**EXERCISE DIRECTIONS:** Nothing but an exact copy of the listing should appear in the response.

**EXERCISE DATA:**
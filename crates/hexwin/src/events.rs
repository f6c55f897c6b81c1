//! Pointer events injected into the window-object tree.
//!
//! Events travel down from a window to the widget under the pointer. A handler
//! that wants the rest of the press-drag-release gesture answers with its own
//! [`ObjectId`](crate::ObjectId); the [`WindowManager`](crate::WindowManager)
//! then routes follow-up events straight to it.

use crate::input::MouseButton;
use crate::primitives::Point;

/// A pointer event in window (screen) coordinates
#[derive(Debug, Clone, Copy, PartialEq, Eq)]
pub enum PointerEvent {
    /// Button pressed
    Down { pos: Point, button: MouseButton },
    /// Button released
    Up { pos: Point, button: MouseButton },
    /// Pointer moved
    Move { pos: Point },
}

impl PointerEvent {
    pub const fn down(x: i32, y: i32, button: MouseButton) -> Self {
        Self::Down {
            pos: Point::new(x, y),
            button,
        }
    }

    pub const fn up(x: i32, y: i32, button: MouseButton) -> Self {
        Self::Up {
            pos: Point::new(x, y),
            button,
        }
    }

    pub const fn moved(x: i32, y: i32) -> Self {
        Self::Move {
            pos: Point::new(x, y),
        }
    }

    /// Pointer position of the event
    pub const fn pos(&self) -> Point {
        match *self {
            Self::Down { pos, .. } | Self::Up { pos, .. } | Self::Move { pos } => pos,
        }
    }
}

**EXPECTED ANSWER:**
filename crates/hexwin/src/events.rs
repository f6c55f897c6b81c1
//! Pointer events injected into the window-object tree.
//!
//! Events travel down from a window to the widget under the pointer. A handler
//! that wants the rest of the press-drag-release gesture answers with its own
//! [`ObjectId`](crate::ObjectId); the [`WindowManager`](crate::WindowManager)
//! then routes follow-up events straight to it.

use crate::input::MouseButton;
use crate::primitives::Point;

/// A pointer event in window (screen) coordinates
#[derive(Debug, Clone, Copy, PartialEq, Eq)]
pub enum PointerEvent {
    /// Button pressed
    Down { pos: Point, button: MouseButton },
    /// Button released
    Up { pos: Point, button: MouseButton },
    /// Pointer moved
    Move { pos: Point },
}

impl PointerEvent {
    pub const fn down(x: i32, y: i32, button: MouseButton) -> Self {
        Self::Down {
            pos: Point::new(x, y),
            button,
        }
    }

    pub const fn up(x: i32, y: i32, button: MouseButton) -> Self {
        Self::Up {
            pos: Point::new(x, y),
            button,
        }
    }

    pub const fn moved(x: i32, y: i32) -> Self {
        Self::Move {
            pos: Point::new(x, y),
        }
    }

    /// Pointer position of the event
    pub const fn pos(&self) -> Point {
        match *self {
            Self::Down { pos, .. } | Self::Up { pos, .. } | Self::Move { pos } => pos,
        }
    }
}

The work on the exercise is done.